--- DATA LISTING Enclosed Below ---
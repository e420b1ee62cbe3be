//! Domain logic for the two demonstrations.
//!
//! - [`curves`] — the rational curve family behind the scale-dependence chart.
//! - [`counting`] — the Bernoulli/Poisson counting process behind the
//!   animated histogram.

pub mod counting;
pub mod curves;

pub use counting::{CountHistory, CountingProcess, TrialCounter};
pub use curves::{RationalCurve, SampleGrid};
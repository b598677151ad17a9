use std::path::{Path, PathBuf};

use crate::core::distribution::manifest::{Module, ModuleType, Required};
use crate::core::error::{DistroError, DistroResult};
use crate::core::maven::MavenArtifact;
use crate::core::paths;

/// Derived required pair. `value` is whether the module is currently
/// required; `def` is the manifest author's baseline default, kept separate
/// so optional-component toggling can always restore the declared default.
#[derive(Debug, Clone, Copy, PartialEq, Eq)]
pub struct ResolvedRequired {
    pub value: bool,
    pub def: bool,
}

/// Pair used whenever the manifest omits a field.
pub const REQUIRED_DEFAULT: ResolvedRequired = ResolvedRequired {
    value: true,
    def: true,
};

impl Default for ResolvedRequired {
    fn default() -> Self {
        REQUIRED_DEFAULT
    }
}

/// One resolved module: maven identity (when the type carries one), required
/// pair, canonical local path, and resolved submodules.
#[derive(Debug, Clone)]
pub struct ResolvedModule {
    raw: Module,
    maven: Option<MavenArtifact>,
    required: ResolvedRequired,
    local_path: PathBuf,
    sub_modules: Vec<ResolvedModule>,
}

impl ResolvedModule {
    /// Resolve one module declaration for the server that owns it.
    /// Submodules inherit the server id for path derivation.
    pub fn resolve(raw: Module, server_id: &str) -> DistroResult<Self> {
        let maven = resolve_maven_components(&raw)?;
        let required = resolve_required(raw.required);
        let local_path = resolve_local_path(&raw, maven.as_ref(), server_id);

        let sub_modules = match &raw.sub_modules {
            Some(declared) => declared
                .iter()
                .map(|m| ResolvedModule::resolve(m.clone(), server_id))
                .collect::<DistroResult<Vec<_>>>()?,
            None => Vec::new(),
        };

        Ok(Self {
            raw,
            maven,
            required,
            local_path,
            sub_modules,
        })
    }

    /// The declaration this module was resolved from.
    pub fn raw(&self) -> &Module {
        &self.raw
    }

    pub fn has_maven_components(&self) -> bool {
        self.maven.is_some()
    }

    /// Parsed maven coordinate. Absent for version manifests and for files
    /// that declare an explicit artifact path.
    pub fn maven_components(&self) -> Option<&MavenArtifact> {
        self.maven.as_ref()
    }

    /// `group:artifact:version[:classifier][@extension]`
    pub fn maven_identifier(&self) -> Option<String> {
        self.maven.as_ref().map(MavenArtifact::identifier)
    }

    /// `group:artifact:version[:classifier]`
    pub fn extensionless_maven_identifier(&self) -> Option<String> {
        self.maven
            .as_ref()
            .map(MavenArtifact::extensionless_identifier)
    }

    /// `group:artifact`
    pub fn versionless_maven_identifier(&self) -> Option<String> {
        self.maven
            .as_ref()
            .map(MavenArtifact::versionless_identifier)
    }

    pub fn required(&self) -> ResolvedRequired {
        self.required
    }

    /// Canonical location relative to the launcher data root.
    pub fn local_path(&self) -> &Path {
        &self.local_path
    }

    pub fn has_sub_modules(&self) -> bool {
        !self.sub_modules.is_empty()
    }

    /// Resolved submodules in declaration order.
    pub fn sub_modules(&self) -> &[ResolvedModule] {
        &self.sub_modules
    }
}

fn resolve_maven_components(raw: &Module) -> DistroResult<Option<MavenArtifact>> {
    // Version manifests never carry a maven identifier.
    if raw.module_type == ModuleType::VersionManifest {
        return Ok(None);
    }
    // Files need no maven identifier if they declare an explicit path.
    if raw.module_type == ModuleType::File && raw.artifact.path.is_some() {
        return Ok(None);
    }

    match MavenArtifact::parse(&raw.id) {
        Ok(artifact) => Ok(Some(artifact)),
        Err(_) if raw.module_type == ModuleType::File => Err(DistroError::AmbiguousFileModule {
            name: raw.name.clone(),
            id: raw.id.clone(),
            kind: raw.module_type,
        }),
        Err(_) => Err(DistroError::MissingMavenIdentity {
            name: raw.name.clone(),
            id: raw.id.clone(),
            kind: raw.module_type,
        }),
    }
}

fn resolve_required(declared: Option<Required>) -> ResolvedRequired {
    match declared {
        None => REQUIRED_DEFAULT,
        Some(required) => ResolvedRequired {
            value: required.value.unwrap_or(true),
            def: required.def.unwrap_or(true),
        },
    }
}

/// Pure derivation: equal declarations always yield equal paths.
fn resolve_local_path(raw: &Module, maven: Option<&MavenArtifact>, server_id: &str) -> PathBuf {
    match raw.module_type {
        // Version manifests have a pre-determined location keyed by their id.
        ModuleType::VersionManifest => paths::versions_dir()
            .join(&raw.id)
            .join(format!("{}.json", raw.id)),
        ModuleType::Library
        | ModuleType::Forge
        | ModuleType::ForgeHosted
        | ModuleType::LiteLoader => paths::libraries_dir().join(relative_path(raw, maven)),
        ModuleType::ForgeMod | ModuleType::LiteMod => {
            paths::mod_store_dir().join(relative_path(raw, maven))
        }
        ModuleType::File => paths::server_instance_dir(server_id).join(relative_path(raw, maven)),
    }
}

/// A declared explicit path wins; otherwise the normalized maven path.
fn relative_path(raw: &Module, maven: Option<&MavenArtifact>) -> PathBuf {
    match (&raw.artifact.path, maven) {
        (Some(explicit), _) => PathBuf::from(explicit),
        (None, Some(artifact)) => artifact.local_path(),
        // Maven resolution has already rejected declarations with neither an
        // explicit path nor a parsable coordinate.
        (None, None) => PathBuf::from(&raw.id),
    }
}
--- End of Enclosed DATA LISTING ---
• PROBLEM TO SOLVE: Go through the records and copy each line with "from" in it.

• EXERCISE RESPONSE:
    /// The declaration this module was resolved from.
        (Some(explicit), _) => PathBuf::from(explicit),
        (None, None) => PathBuf::from(&raw.id),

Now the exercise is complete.